▶ [Available data]:
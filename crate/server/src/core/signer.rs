use std::sync::Arc;

use hsm_signer_base_hsm::HsmSession;
use hsm_signer_crypto::{
    CryptoError,
    certificate::CertificateData,
    xmldsig::{EmbeddedKeySelector, sign_document, validate_document},
};
use hsm_signer_interfaces::ObjectStore;
use tokio::{sync::Mutex, task::spawn_blocking, time::timeout};
use tracing::{debug, trace};

use super::{
    cache::{ExpiringCache, SweeperHandle},
    key_manager::KeyManager,
    keystore::KeyStoreSnapshot,
};
use crate::{config::ServerParams, error::SignerError, result::SResult, signer_ensure};

/// The XML signing authority: resolves key labels to HSM key pairs and
/// signs or validates XML documents with them.
pub struct HsmSigner {
    /// The server parameters are built from the configuration file or command line arguments.
    pub(crate) params: Arc<ServerParams>,

    pub(crate) session: Arc<HsmSession>,

    keys: KeyManager,

    /// Cancelled on shutdown
    sweeper: Mutex<Option<SweeperHandle>>,
}

impl HsmSigner {
    /// Instantiate the signer on top of an authenticated HSM session.
    ///
    /// The keystore is restored from the object store and the cache sweeper
    /// is started.
    pub(crate) async fn instantiate(
        params: Arc<ServerParams>,
        session: Arc<HsmSession>,
        object_store: Arc<dyn ObjectStore>,
    ) -> SResult<Self> {
        trace!("params: {params:?}");
        let snapshot = KeyStoreSnapshot::new(
            object_store,
            params.snapshot.clone(),
            params.keystore_file.clone(),
            params.dependency_timeout,
        );
        let keystore = snapshot.load().await;

        let cache = Arc::new(ExpiringCache::new(params.cache.capacity, params.cache.ttl));
        let sweeper = cache.spawn_sweeper(params.cache.sweep_interval);

        let keys = KeyManager::new(
            session.clone(),
            keystore,
            snapshot,
            cache,
            params.key_size_bits,
            params.allow_software_fallback,
        );
        Ok(Self {
            params,
            session,
            keys,
            sweeper: Mutex::new(sweeper),
        })
    }

    /// Sign `xml` with an enveloped signature made with the key `label`
    pub(crate) async fn sign(&self, xml: String, label: &str) -> SResult<String> {
        let key_pair = self.keys.resolve(label).await?;
        let signing = spawn_blocking(move || sign_document(&xml, &key_pair));
        let signed = timeout(self.params.signing_timeout, signing)
            .await
            .map_err(|_| {
                SignerError::Timeout(format!(
                    "signing with {label} took more than {:?}",
                    self.params.signing_timeout
                ))
            })??;
        match signed {
            Ok(signed) => {
                debug!("signed a document with {label}");
                Ok(signed)
            }
            Err(e @ CryptoError::Signing(_)) => {
                // the key handle may no longer be valid
                self.keys.evict(label).await;
                Err(e.into())
            }
            Err(e) => Err(e.into()),
        }
    }

    /// Validate the first signature of `xml` against the public key it embeds
    pub(crate) async fn validate(&self, xml: String) -> SResult<bool> {
        signer_ensure!(
            !xml.trim().is_empty(),
            SignerError::InvalidRequest("You did not sent XML file for validation.".to_owned())
        );
        Ok(spawn_blocking(move || validate_document(&xml, &EmbeddedKeySelector)).await??)
    }

    pub(crate) async fn create_key(&self, label: &str, data: CertificateData) -> SResult<String> {
        self.keys.create_key(label, data).await
    }

    pub(crate) async fn list_labels(&self) -> Vec<String> {
        self.keys.list_labels().await
    }

    #[cfg(test)]
    pub(crate) async fn cached_keys(&self) -> usize {
        self.keys.cached_keys().await
    }

    /// Stop the cache sweeper; calling it again is a no-op
    pub(crate) async fn shutdown(&self) {
        if let Some(sweeper) = self.sweeper.lock().await.take() {
            sweeper.stop().await;
        }
    }
}
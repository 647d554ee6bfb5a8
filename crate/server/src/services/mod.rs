//! Local implementations of the external collaborators: the HSM directory,
//! the secret store and the object store.

mod file_object_store;
mod file_secret_store;
mod static_directory;

pub use file_object_store::FileObjectStore;
pub use file_secret_store::FileSecretStore;
pub use static_directory::StaticDirectory;
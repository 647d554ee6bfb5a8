mod cache_config;
mod clap_config;
mod hsm_config;
mod http_config;
mod keystore_config;
mod logging;

pub use cache_config::CacheConfig;
pub use clap_config::{ClapConfig, DEFAULT_CONFIG_PATH};
pub use hsm_config::HsmConfig;
pub use http_config::HttpConfig;
pub use keystore_config::KeyStoreConfig;
pub use logging::LoggingConfig;
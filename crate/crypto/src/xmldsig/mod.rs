//! XML digital signatures (enveloped), following the W3C XML-DSig recommendation.

pub mod algorithms;
pub mod c14n;
pub mod dom;
mod key_selector;
mod signer;
mod validator;

pub use key_selector::{EmbeddedKeySelector, KeySelector};
pub use signer::{SignatureOptions, sign_document, sign_document_with};
pub use validator::{ReferenceValidation, ValidationReport, validate_document, verify_document};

▶ [Exercise goal]: Reproduce all of the entries word for word.

▶ [Result]:
filename crate/server/src/core/signer.rs
use std::sync::Arc;

use hsm_signer_base_hsm::HsmSession;
use hsm_signer_crypto::{
    CryptoError,
    certificate::CertificateData,
    xmldsig::{EmbeddedKeySelector, sign_document, validate_document},
};
use hsm_signer_interfaces::ObjectStore;
use tokio::{sync::Mutex, task::spawn_blocking, time::timeout};
use tracing::{debug, trace};

use super::{
    cache::{ExpiringCache, SweeperHandle},
    key_manager::KeyManager,
    keystore::KeyStoreSnapshot,
};
use crate::{config::ServerParams, error::SignerError, result::SResult, signer_ensure};

/// The XML signing authority: resolves key labels to HSM key pairs and
/// signs or validates XML documents with them.
pub struct HsmSigner {
    /// The server parameters are built from the configuration file or command line arguments.
    pub(crate) params: Arc<ServerParams>,

    pub(crate) session: Arc<HsmSession>,

    keys: KeyManager,

    /// Cancelled on shutdown
    sweeper: Mutex<Option<SweeperHandle>>,
}

impl HsmSigner {
    /// Instantiate the signer on top of an authenticated HSM session.
    ///
    /// The keystore is restored from the object store and the cache sweeper
    /// is started.
    pub(crate) async fn instantiate(
        params: Arc<ServerParams>,
        session: Arc<HsmSession>,
        object_store: Arc<dyn ObjectStore>,
    ) -> SResult<Self> {
        trace!("params: {params:?}");
        let snapshot = KeyStoreSnapshot::new(
            object_store,
            params.snapshot.clone(),
            params.keystore_file.clone(),
            params.dependency_timeout,
        );
        let keystore = snapshot.load().await;

        let cache = Arc::new(ExpiringCache::new(params.cache.capacity, params.cache.ttl));
        let sweeper = cache.spawn_sweeper(params.cache.sweep_interval);

        let keys = KeyManager::new(
            session.clone(),
            keystore,
            snapshot,
            cache,
            params.key_size_bits,
            params.allow_software_fallback,
        );
        Ok(Self {
            params,
            session,
            keys,
            sweeper: Mutex::new(sweeper),
        })
    }

    /// Sign `xml` with an enveloped signature made with the key `label`
    pub(crate) async fn sign(&self, xml: String, label: &str) -> SResult<String> {
        let key_pair = self.keys.resolve(label).await?;
        let signing = spawn_blocking(move || sign_document(&xml, &key_pair));
        let signed = timeout(self.params.signing_timeout, signing)
            .await
            .map_err(|_| {
                SignerError::Timeout(format!(
                    "signing with {label} took more than {:?}",
                    self.params.signing_timeout
                ))
            })??;
        match signed {
            Ok(signed) => {
                debug!("signed a document with {label}");
                Ok(signed)
            }
            Err(e @ CryptoError::Signing(_)) => {
                // the key handle may no longer be valid
                self.keys.evict(label).await;
                Err(e.into())
            }
            Err(e) => Err(e.into()),
        }
    }

    /// Validate the first signature of `xml` against the public key it embeds
    pub(crate) async fn validate(&self, xml: String) -> SResult<bool> {
        signer_ensure!(
            !xml.trim().is_empty(),
            SignerError::InvalidRequest("You did not sent XML file for validation.".to_owned())
        );
        Ok(spawn_blocking(move || validate_document(&xml, &EmbeddedKeySelector)).await??)
    }

    pub(crate) async fn create_key(&self, label: &str, data: CertificateData) -> SResult<String> {
        self.keys.create_key(label, data).await
    }

    pub(crate) async fn list_labels(&self) -> Vec<String> {
        self.keys.list_labels().await
    }

    #[cfg(test)]
    pub(crate) async fn cached_keys(&self) -> usize {
        self.keys.cached_keys().await
    }

    /// Stop the cache sweeper; calling it again is a no-op
    pub(crate) async fn shutdown(&self) {
        if let Some(sweeper) = self.sweeper.lock().await.take() {
            sweeper.stop().await;
        }
    }
}
repository 647d554ee6bfb5a8
filename crate/server/src/services/mod.rs
//! Local implementations of the external collaborators: the HSM directory,
//! the secret store and the object store.

mod file_object_store;
mod file_secret_store;
mod static_directory;

pub use file_object_store::FileObjectStore;
pub use file_secret_store::FileSecretStore;
pub use static_directory::StaticDirectory;
repository 647d554ee6bfb5a8
mod cache_config;
mod clap_config;
mod hsm_config;
mod http_config;
mod keystore_config;
mod logging;

pub use cache_config::CacheConfig;
pub use clap_config::{ClapConfig, DEFAULT_CONFIG_PATH};
pub use hsm_config::HsmConfig;
pub use http_config::HttpConfig;
pub use keystore_config::KeyStoreConfig;
pub use logging::LoggingConfig;
filename crate/crypto/src/xmldsig/mod.rs
//! XML digital signatures (enveloped), following the W3C XML-DSig recommendation.

pub mod algorithms;
pub mod c14n;
pub mod dom;
mod key_selector;
mod signer;
mod validator;

pub use key_selector::{EmbeddedKeySelector, KeySelector};
pub use signer::{SignatureOptions, sign_document, sign_document_with};
pub use validator::{ReferenceValidation, ValidationReport, validate_document, verify_document};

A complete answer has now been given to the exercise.